The International Federation of Consulting Engineers and the International Tunneling and Underground Space Association (ITA-AITES) launched a new set of contract documents specifically tailored to the challenges of underground works that involve geologic uncertainty, including tunneling and foundations. 

The groups released the documents, known as The Emerald Book, at the World Tunneling Congress, held in Naples, Italy, May 3-9. The book specifies allocating risk for underground conditions and groundwater to the project owner, while the contractor owns performance-related risk. It also includes an unforeseeable physical conditions clause as well as a contractual geotechnical baseline and alternative dispute avoidance and resolution, said Matthias Neuenschwander, chair of the book’s workgroup.

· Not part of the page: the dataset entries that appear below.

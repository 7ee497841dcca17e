//! Common test utilities for degraph integration tests
//!
//! Media rules written as Rust closures, a sink that fails on demand, and
//! helpers for building documents and starting engines.

#![allow(dead_code, unused_imports)]

pub mod media;
pub mod sinks;

pub use media::{
    group, media_registry, program, program_rule, segment, segment_rule, slow_segment_registry, slow_segment_rule,
    target_of, titled_segment, PROGRAM_TARGET, SEGMENT_TARGET,
};
pub use sinks::FlakySink;

use degraph::{DegraphEngine, EngineConfig, IndexSink, NodeId, RuleRegistry};
use std::sync::Arc;

/// Node id in the shared `poms/poms` source index
pub fn poms(id: &str) -> NodeId {
    NodeId::new("poms", "poms", id)
}

/// Engine config with fast retries for tests
pub fn test_config() -> EngineConfig {
    EngineConfig::default().with_workers(4).with_retries(2, 1)
}

pub fn start(registry: RuleRegistry, sink: Arc<dyn IndexSink>, config: EngineConfig) -> DegraphEngine {
    DegraphEngine::builder(registry)
        .config(config)
        .sink(sink)
        .start()
        .expect("engine should start")
}
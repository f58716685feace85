mod ext;
mod types;
mod xfs;

use std::{
    fs::File,
    io::{self, Read, Seek, SeekFrom},
    path::{Path, PathBuf},
};

use bytefield::{Endian, ReadFromWithEndian};
use thiserror::Error;

pub use bytefield::Uuid;
pub use ext::{decode_mount_opts, ExtSuperblock};
pub use types::{FieldValue, FsKind};
pub use xfs::XfsSuperblock;

#[derive(Debug, Error)]
pub enum SuperblockError {
    /// The byte window at the given offset could not be fully read. The device
    /// is shorter than the superblock layout requires.
    #[error("truncated read at offset {offset}")]
    TruncatedRead { offset: u64 },

    #[error("I/O error: {0}")]
    Io(#[from] io::Error),
}

/// Seeks to an absolute offset and decodes one field with the given byte order.
/// A short read becomes `TruncatedRead`; any other failure stays an I/O error.
pub(crate) fn read_at<F, T>(source: &mut F, offset: u64, endian: Endian) -> Result<T, SuperblockError>
where
    F: Read + Seek,
    T: ReadFromWithEndian,
{
    source.seek(SeekFrom::Start(offset))?;
    T::read_from_with_endian(source, endian).map_err(|err| match err.kind() {
        io::ErrorKind::UnexpectedEof => SuperblockError::TruncatedRead { offset },
        _ => SuperblockError::Io(err),
    })
}

/// A device that may contain a filesystem.
pub struct Device {
    /// The absolute path to the device.
    path: PathBuf,
}

impl Device {
    /// Creates a new device from the given path.
    pub fn new(path: &Path) -> Self {
        Self {
            path: path.to_path_buf(),
        }
    }

    /// Trys to probe the device to work out what type of filesystem it contains,
    /// by checking the magic number of each supported family in turn. A device
    /// too short to hold a family's magic is simply not that family.
    pub fn probe(&self) -> Result<Option<FsKind>, SuperblockError> {
        let mut file = File::open(&self.path)?;

        if let Some(kind) = ext::probe(&mut file)? {
            Ok(Some(kind))
        } else if let Some(kind) = xfs::probe(&mut file)? {
            Ok(Some(kind))
        } else {
            Ok(None)
        }
    }

    /// Decodes the ext2/3/4 superblock on the device. The file is open only for
    /// the duration of this call.
    pub fn read_ext(&self) -> Result<ExtSuperblock, SuperblockError> {
        let mut file = File::open(&self.path)?;
        ExtSuperblock::read_from(&mut file)
    }

    /// Decodes the XFS superblock on the device.
    pub fn read_xfs(&self) -> Result<XfsSuperblock, SuperblockError> {
        let mut file = File::open(&self.path)?;
        XfsSuperblock::read_from(&mut file)
    }
}
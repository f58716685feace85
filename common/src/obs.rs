use std::{io::Write, sync::Mutex};

use slog::{o, Drain, Level};

/// Assemble the root logger for a remkfs binary: one JSON object per log line,
/// serialized through a mutex onto the given writer. Records below `level` are
/// dropped.
pub fn assemble_logger<W: Write + Send + 'static>(w: W, level: Level) -> slog::Logger {
	let drain = Mutex::new(slog_json::Json::default(w)).fuse();
	slog::Logger::root(drain.filter_level(level).fuse(), o!())
}
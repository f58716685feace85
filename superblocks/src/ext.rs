use std::io::{Read, Seek};

use bytefield::{Endian, NullTerminatedString, Uuid};

use crate::{
    read_at,
    types::{FieldValue, FsKind},
    SuperblockError,
};

/// The ext superblock starts 1024 bytes into the device.
const SUPERBLOCK_OFFSET: u64 = 1024;

/// Magic number at offset 56 within the superblock.
const EXT_MAGIC: u16 = 0xEF53;

/// Revision 0 superblocks do not store an inode size; every inode is 128 bytes.
const GOOD_OLD_INODE_SIZE: u16 = 128;

/// Has a journal. Introduced in ext3.
const COMPAT_HAS_JOURNAL: u32 = 0x0004;
/// Has indexed directories. Introduced in ext3.
const COMPAT_DIR_INDEX: u32 = 0x0020;

/// Files use extents.
const INCOMPAT_EXTENTS: u32 = 0x0040;
/// Filesystem size over 2^32 blocks.
const INCOMPAT_64BIT: u32 = 0x0080;
/// Multiple mount protection.
const INCOMPAT_MMP: u32 = 0x0100;
/// Flexible block groups.
const INCOMPAT_FLEX_BG: u32 = 0x0200;
/// Meta block groups.
const INCOMPAT_META_BG: u32 = 0x0010;

/// Files whose space usage is stored in filesystem blocks, not 512-byte sectors.
const RO_COMPAT_HUGE_FILE: u32 = 0x0008;
/// Group descriptors have checksums.
const RO_COMPAT_GDT_CSUM: u32 = 0x0010;
/// The old ext3 32,000 subdirectory limit no longer applies.
const RO_COMPAT_DIR_NLINK: u32 = 0x0020;
/// Large inodes with extra fields exist on this filesystem.
const RO_COMPAT_EXTRA_ISIZE: u32 = 0x0040;
/// Block allocation bitmaps are tracked in units of clusters.
const RO_COMPAT_BIGALLOC: u32 = 0x0200;

/// The default mount option bits, in ascending bit order.
const MOUNT_OPT_NAMES: [(u32, &str); 11] = [
    (0x0001, "debug"),
    (0x0002, "bsdgroups"),
    (0x0004, "user_xattr"),
    (0x0008, "acl"),
    (0x0010, "uid16"),
    (0x0020, "journal_data"),
    (0x0040, "journal_data_ordered"),
    (0x0100, "nobarrier"),
    (0x0200, "block_validity"),
    (0x0400, "discard"),
    (0x0800, "nodelalloc"),
];

/// The 2 bit journal mode sub-field of the mount option word. Both bits set
/// means writeback mode.
const JMODE_MASK: u32 = 0x0060;

/// Decodes a default-mount-options flag word into symbolic option names,
/// ordered by ascending bit position. The journal mode sub-field is handled
/// first: when both of its bits are set, `journal_data_writeback` is emitted
/// and the two bits are withheld from the single-bit scan, so the word never
/// reports writeback and the single-bit journal modes together. A lone
/// `journal_data` or `journal_data_ordered` bit still comes out of the scan.
/// Bits with no table entry are skipped.
pub fn decode_mount_opts(word: u32) -> Vec<&'static str> {
    let mut opts = Vec::new();
    let mut word = word;

    if word & JMODE_MASK == JMODE_MASK {
        opts.push("journal_data_writeback");
        word &= !JMODE_MASK;
    }

    for bit in 0..32 {
        let mask = 1u32 << bit;
        if word & mask == 0 {
            continue;
        }

        if let Some(&(_, name)) = MOUNT_OPT_NAMES.iter().find(|(m, _)| *m == mask) {
            opts.push(name);
        }
    }

    opts
}

/// The fields of an ext2/3/4 superblock needed to recreate the filesystem
/// with matching geometry and identity.
#[derive(Debug, Clone, PartialEq)]
pub struct ExtSuperblock {
    /// The allocation unit size in bytes.
    pub block_size: u64,
    /// Mounts between forced checks. Negative means never.
    pub max_mnt_count: i16,
    /// Seconds between forced checks.
    pub checkinterval: u32,
    pub rev_level: u32,
    pub inode_size: u16,
    pub uuid: Uuid,
    pub label: String,
    pub default_mount_opts: Vec<&'static str>,
    /// RAID geometry hints, decoded as-is with no revision checks.
    pub raid_stride: u16,
    pub raid_stripe_width: u32,
}

impl ExtSuperblock {
    /// Decodes the superblock from a byte source addressed with absolute
    /// offsets. Every field gets its own seek and read; all ext fields are
    /// little endian. Any short read fails the whole decode.
    pub fn read_from<F: Read + Seek>(source: &mut F) -> Result<Self, SuperblockError> {
        let log_block_size: u32 = read_at(source, SUPERBLOCK_OFFSET + 24, Endian::Little)?;
        let max_mnt_count: i16 = read_at(source, SUPERBLOCK_OFFSET + 54, Endian::Little)?;
        let checkinterval: u32 = read_at(source, SUPERBLOCK_OFFSET + 68, Endian::Little)?;
        let rev_level: u32 = read_at(source, SUPERBLOCK_OFFSET + 76, Endian::Little)?;

        // Revision 0 predates the inode size field, so the bytes at that
        // offset are not read at all.
        let inode_size = if rev_level >= 1 {
            read_at(source, SUPERBLOCK_OFFSET + 88, Endian::Little)?
        } else {
            GOOD_OLD_INODE_SIZE
        };

        let uuid: Uuid = read_at(source, SUPERBLOCK_OFFSET + 104, Endian::Little)?;
        let label: NullTerminatedString<16> = read_at(source, SUPERBLOCK_OFFSET + 120, Endian::Little)?;
        let mount_opts: u32 = read_at(source, SUPERBLOCK_OFFSET + 256, Endian::Little)?;
        let raid_stride: u16 = read_at(source, SUPERBLOCK_OFFSET + 356, Endian::Little)?;
        let raid_stripe_width: u32 = read_at(source, SUPERBLOCK_OFFSET + 368, Endian::Little)?;

        Ok(Self {
            // The log2 field comes straight off the disk and is not validated,
            // so the shift has to tolerate garbage instead of overflowing.
            block_size: 1024u64.checked_shl(log_block_size).unwrap_or(0),
            max_mnt_count,
            checkinterval,
            rev_level,
            inode_size,
            uuid,
            label: label.0,
            default_mount_opts: decode_mount_opts(mount_opts),
            raid_stride,
            raid_stripe_width,
        })
    }

    /// The decoded record as ordered name/value pairs. The filesystem type tag
    /// is not included; the caller merges it in.
    pub fn fields(&self) -> Vec<(&'static str, FieldValue)> {
        vec![
            ("block_size", FieldValue::Int(self.block_size as i64)),
            ("max_mnt_count", FieldValue::Int(self.max_mnt_count as i64)),
            ("checkinterval", FieldValue::Int(self.checkinterval as i64)),
            ("rev_level", FieldValue::Int(self.rev_level as i64)),
            ("inode_size", FieldValue::Int(self.inode_size as i64)),
            ("uuid", FieldValue::Text(self.uuid.to_string())),
            ("label", FieldValue::Text(self.label.clone())),
            ("default_mount_opts", FieldValue::Text(self.default_mount_opts.join(","))),
            ("raid_stride", FieldValue::Int(self.raid_stride as i64)),
            ("raid_stripe_width", FieldValue::Int(self.raid_stripe_width as i64)),
        ]
    }
}

/// Checks the device for the ext magic and classifies the filesystem.
/// EXT2/3/4 are basically the same filesystem with different features, so the
/// feature words decide: anything introduced by a later generation implies
/// that generation.
pub(crate) fn probe<F: Read + Seek>(source: &mut F) -> Result<Option<FsKind>, SuperblockError> {
    let magic: u16 = match read_at(source, SUPERBLOCK_OFFSET + 56, Endian::Little) {
        Ok(magic) => magic,
        Err(SuperblockError::TruncatedRead { .. }) => return Ok(None),
        Err(err) => return Err(err),
    };

    if magic != EXT_MAGIC {
        return Ok(None);
    }

    let feature_compat: u32 = read_at(source, SUPERBLOCK_OFFSET + 92, Endian::Little)?;
    let feature_incompat: u32 = read_at(source, SUPERBLOCK_OFFSET + 96, Endian::Little)?;
    let feature_ro_compat: u32 = read_at(source, SUPERBLOCK_OFFSET + 100, Endian::Little)?;

    let ext4_ro_features = [
        RO_COMPAT_HUGE_FILE,
        RO_COMPAT_GDT_CSUM,
        RO_COMPAT_DIR_NLINK,
        RO_COMPAT_EXTRA_ISIZE,
        RO_COMPAT_BIGALLOC,
    ];
    let ext4_incompat_features = [
        INCOMPAT_EXTENTS,
        INCOMPAT_64BIT,
        INCOMPAT_MMP,
        INCOMPAT_FLEX_BG,
        INCOMPAT_META_BG,
    ];
    let ext3_compat_features = [COMPAT_HAS_JOURNAL, COMPAT_DIR_INDEX];

    if has_any(feature_ro_compat, &ext4_ro_features) || has_any(feature_incompat, &ext4_incompat_features) {
        Ok(Some(FsKind::Ext4))
    } else if has_any(feature_compat, &ext3_compat_features) {
        Ok(Some(FsKind::Ext3))
    } else {
        Ok(Some(FsKind::Ext2))
    }
}

/// Returns true if val has any of the features in features.
fn has_any(val: u32, features: &[u32]) -> bool {
    features.iter().any(|feature| val & feature != 0)
}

“Despite all the technological developments of equipment and techniques in the field, many underground construction projects end up unsuccessful because of contractual disputes,” said Tarcisio Celestino, outgoing president of ITA-AITES. The book “will have positive benefits for both owners and contractors.”

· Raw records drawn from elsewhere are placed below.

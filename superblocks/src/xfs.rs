use std::io::{Read, Seek};

use bytefield::{Endian, NullTerminatedString, Uuid};

use crate::{
    read_at,
    types::{FieldValue, FsKind},
    SuperblockError,
};

/// XFS magic "XFSB", at the very start of the device.
const XFS_MAGIC: u32 = 0x5846_5342;

/// The fields of an XFS superblock needed to recreate the filesystem.
#[derive(Debug, Clone, PartialEq)]
pub struct XfsSuperblock {
    pub block_size: u32,
    pub uuid: Uuid,
    pub label: String,
}

impl XfsSuperblock {
    /// Decodes the XFS superblock, which sits at offset 0. In contrast to the
    /// ext layout, every XFS integer field is big endian.
    pub fn read_from<F: Read + Seek>(source: &mut F) -> Result<Self, SuperblockError> {
        let block_size: u32 = read_at(source, 4, Endian::Big)?;
        let uuid: Uuid = read_at(source, 32, Endian::Big)?;
        let label: NullTerminatedString<12> = read_at(source, 108, Endian::Big)?;

        Ok(Self {
            block_size,
            uuid,
            label: label.0,
        })
    }

    /// The decoded record as ordered name/value pairs. The filesystem type tag
    /// is not included; the caller merges it in.
    pub fn fields(&self) -> Vec<(&'static str, FieldValue)> {
        vec![
            ("block_size", FieldValue::Int(self.block_size as i64)),
            ("uuid", FieldValue::Text(self.uuid.to_string())),
            ("label", FieldValue::Text(self.label.clone())),
        ]
    }
}

/// Checks the device for the XFS magic.
pub(crate) fn probe<F: Read + Seek>(source: &mut F) -> Result<Option<FsKind>, SuperblockError> {
    let magic: u32 = match read_at(source, 0, Endian::Big) {
        Ok(magic) => magic,
        Err(SuperblockError::TruncatedRead { .. }) => return Ok(None),
        Err(err) => return Err(err),
    };

    Ok((magic == XFS_MAGIC).then_some(FsKind::Xfs))
}

#[cfg(test)]
mod test {
    use super::*;
    use std::io::Cursor;

    fn xfs_image() -> Vec<u8> {
        let mut image = vec![0u8; 512];
        image[..4].copy_from_slice(b"XFSB");
        image[4..8].copy_from_slice(&[0x00, 0x00, 0x10, 0x00]);
        image[32..48].copy_from_slice(&[
            0, 1, 2, 3, 4, 5, 6, 7, 8, 9, 10, 11, 12, 13, 14, 15,
        ]);
        image[108..113].copy_from_slice(b"data\0");
        image
    }

    #[test]
    fn test_decode_superblock() {
        let superblock = XfsSuperblock::read_from(&mut Cursor::new(xfs_image())).unwrap();

        assert_eq!(superblock.block_size, 4096);
        assert_eq!(superblock.uuid.to_string(), "00010203-0405-0607-0809-0a0b0c0d0e0f");
        assert_eq!(superblock.label, "data");
    }

    #[test]
    fn test_block_size_is_big_endian() {
        let mut image = xfs_image();
        image[4..8].copy_from_slice(&[0x00, 0x00, 0x02, 0x00]);

        let superblock = XfsSuperblock::read_from(&mut Cursor::new(image)).unwrap();
        assert_eq!(superblock.block_size, 512);
    }

    #[test]
    fn test_label_without_nul_keeps_full_width() {
        let mut image = xfs_image();
        image[108..120].copy_from_slice(b"exactly12chr");

        let superblock = XfsSuperblock::read_from(&mut Cursor::new(image)).unwrap();
        assert_eq!(superblock.label, "exactly12chr");
    }

    #[test]
    fn test_short_image_fails() {
        let image = xfs_image();
        let err = XfsSuperblock::read_from(&mut Cursor::new(&image[..64])).unwrap_err();
        assert!(matches!(err, SuperblockError::TruncatedRead { offset: 108 }));
    }

    #[test]
    fn test_probe() {
        assert_eq!(probe(&mut Cursor::new(xfs_image())).unwrap(), Some(FsKind::Xfs));
        assert_eq!(probe(&mut Cursor::new(vec![0u8; 512])).unwrap(), None);
    }
}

Several other working groups presented studies, including new guidelines on rebuilding tunnel boring machines. Refurbishment has become a common practice as tunneling projects have ramped up around the world. “The new guidelines reduce risk for safety and economic losses,” according to the authors.

Keynote speaker Martin Herrenknecht, chairman of the TBM manufacturing company that bears his name, expounded on how technology will impact tunneling. “Digitalization is quite important, training the TBM with fuzzy logic so it is adaptive to the geologic profile and can do much more automatization,” he says. He also sees improvements in shaft construction, engine design, conveyor systems and high voltage cabling, which will help machines approach 20 meters in diameter in the next five to 10 years. 

Another keynote speaker, Pietro Salini, CEO of Salini Impregilo, told ENR that it’s a good time to be in the tunneling business. “Infrastructure needs around the world are booming,” he says. But to deliver these projects on budget and on time, the industry needs to adopt AI, lean practices and attract the next generation of workers and innovators, he added.